**EXERCISE OBJECTIVE:** What you output should match the data below exactly.

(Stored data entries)
○ ○ ○ ○
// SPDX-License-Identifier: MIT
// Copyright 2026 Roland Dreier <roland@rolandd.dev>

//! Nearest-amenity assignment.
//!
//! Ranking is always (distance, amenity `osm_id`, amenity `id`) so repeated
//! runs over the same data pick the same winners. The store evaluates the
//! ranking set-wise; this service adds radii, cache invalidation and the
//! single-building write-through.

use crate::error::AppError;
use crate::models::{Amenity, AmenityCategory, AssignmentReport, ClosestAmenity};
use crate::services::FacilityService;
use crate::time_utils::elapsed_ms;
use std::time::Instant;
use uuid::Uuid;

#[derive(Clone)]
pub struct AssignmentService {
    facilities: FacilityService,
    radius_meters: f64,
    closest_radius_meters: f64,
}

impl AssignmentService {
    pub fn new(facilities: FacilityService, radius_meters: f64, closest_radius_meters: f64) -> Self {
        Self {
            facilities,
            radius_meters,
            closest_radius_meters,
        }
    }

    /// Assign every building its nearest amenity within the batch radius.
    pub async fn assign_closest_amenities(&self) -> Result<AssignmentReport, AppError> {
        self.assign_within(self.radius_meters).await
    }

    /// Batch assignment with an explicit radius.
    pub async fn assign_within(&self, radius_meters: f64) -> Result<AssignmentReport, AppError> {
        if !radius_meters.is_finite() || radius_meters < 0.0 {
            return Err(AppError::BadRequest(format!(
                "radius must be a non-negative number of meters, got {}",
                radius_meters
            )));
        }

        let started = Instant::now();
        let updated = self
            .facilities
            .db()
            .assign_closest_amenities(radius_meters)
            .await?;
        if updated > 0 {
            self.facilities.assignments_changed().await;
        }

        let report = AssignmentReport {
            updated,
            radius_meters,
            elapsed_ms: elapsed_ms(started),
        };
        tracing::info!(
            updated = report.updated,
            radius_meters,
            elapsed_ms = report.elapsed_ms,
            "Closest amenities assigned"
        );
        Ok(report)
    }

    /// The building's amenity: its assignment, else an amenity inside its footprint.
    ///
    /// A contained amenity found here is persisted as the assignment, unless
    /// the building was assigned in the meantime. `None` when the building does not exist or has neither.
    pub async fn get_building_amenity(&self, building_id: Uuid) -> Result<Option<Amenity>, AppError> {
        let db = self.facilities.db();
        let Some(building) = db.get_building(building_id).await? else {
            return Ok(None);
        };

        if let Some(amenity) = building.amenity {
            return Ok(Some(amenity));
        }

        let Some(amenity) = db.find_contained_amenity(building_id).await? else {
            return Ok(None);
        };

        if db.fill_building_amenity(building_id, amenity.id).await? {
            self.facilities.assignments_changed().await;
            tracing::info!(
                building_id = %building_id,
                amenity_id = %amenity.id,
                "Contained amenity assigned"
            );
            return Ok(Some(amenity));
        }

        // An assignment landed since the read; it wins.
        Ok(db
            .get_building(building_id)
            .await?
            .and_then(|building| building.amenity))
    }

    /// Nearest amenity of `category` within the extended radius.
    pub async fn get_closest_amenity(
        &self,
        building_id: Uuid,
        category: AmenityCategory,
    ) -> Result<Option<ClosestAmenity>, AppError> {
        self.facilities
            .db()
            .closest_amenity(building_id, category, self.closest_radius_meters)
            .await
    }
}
○ ○ ○ ○
**COMPLETED TASK:**
// SPDX-License-Identifier: MIT
// Copyright 2026 Roland Dreier <roland@rolandd.dev>

//! Nearest-amenity assignment.
//!
//! Ranking is always (distance, amenity `osm_id`, amenity `id`) so repeated
//! runs over the same data pick the same winners. The store evaluates the
//! ranking set-wise; this service adds radii, cache invalidation and the
//! single-building write-through.

use crate::error::AppError;
use crate::models::{Amenity, AmenityCategory, AssignmentReport, ClosestAmenity};
use crate::services::FacilityService;
use crate::time_utils::elapsed_ms;
use std::time::Instant;
use uuid::Uuid;

#[derive(Clone)]
pub struct AssignmentService {
    facilities: FacilityService,
    radius_meters: f64,
    closest_radius_meters: f64,
}

impl AssignmentService {
    pub fn new(facilities: FacilityService, radius_meters: f64, closest_radius_meters: f64) -> Self {
        Self {
            facilities,
            radius_meters,
            closest_radius_meters,
        }
    }

    /// Assign every building its nearest amenity within the batch radius.
    pub async fn assign_closest_amenities(&self) -> Result<AssignmentReport, AppError> {
        self.assign_within(self.radius_meters).await
    }

    /// Batch assignment with an explicit radius.
    pub async fn assign_within(&self, radius_meters: f64) -> Result<AssignmentReport, AppError> {
        if !radius_meters.is_finite() || radius_meters < 0.0 {
            return Err(AppError::BadRequest(format!(
                "radius must be a non-negative number of meters, got {}",
                radius_meters
            )));
        }

        let started = Instant::now();
        let updated = self
            .facilities
            .db()
            .assign_closest_amenities(radius_meters)
            .await?;
        if updated > 0 {
            self.facilities.assignments_changed().await;
        }

        let report = AssignmentReport {
            updated,
            radius_meters,
            elapsed_ms: elapsed_ms(started),
        };
        tracing::info!(
            updated = report.updated,
            radius_meters,
            elapsed_ms = report.elapsed_ms,
            "Closest amenities assigned"
        );
        Ok(report)
    }

    /// The building's amenity: its assignment, else an amenity inside its footprint.
    ///
    /// A contained amenity found here is persisted as the assignment, unless
    /// the building was assigned in the meantime. `None` when the building does not exist or has neither.
    pub async fn get_building_amenity(&self, building_id: Uuid) -> Result<Option<Amenity>, AppError> {
        let db = self.facilities.db();
        let Some(building) = db.get_building(building_id).await? else {
            return Ok(None);
        };

        if let Some(amenity) = building.amenity {
            return Ok(Some(amenity));
        }

        let Some(amenity) = db.find_contained_amenity(building_id).await? else {
            return Ok(None);
        };

        if db.fill_building_amenity(building_id, amenity.id).await? {
            self.facilities.assignments_changed().await;
            tracing::info!(
                building_id = %building_id,
                amenity_id = %amenity.id,
                "Contained amenity assigned"
            );
            return Ok(Some(amenity));
        }

        // An assignment landed since the read; it wins.
        Ok(db
            .get_building(building_id)
            .await?
            .and_then(|building| building.amenity))
    }

    /// Nearest amenity of `category` within the extended radius.
    pub async fn get_closest_amenity(
        &self,
        building_id: Uuid,
        category: AmenityCategory,
    ) -> Result<Option<ClosestAmenity>, AppError> {
        self.facilities
            .db()
            .closest_amenity(building_id, category, self.closest_radius_meters)
            .await
    }
}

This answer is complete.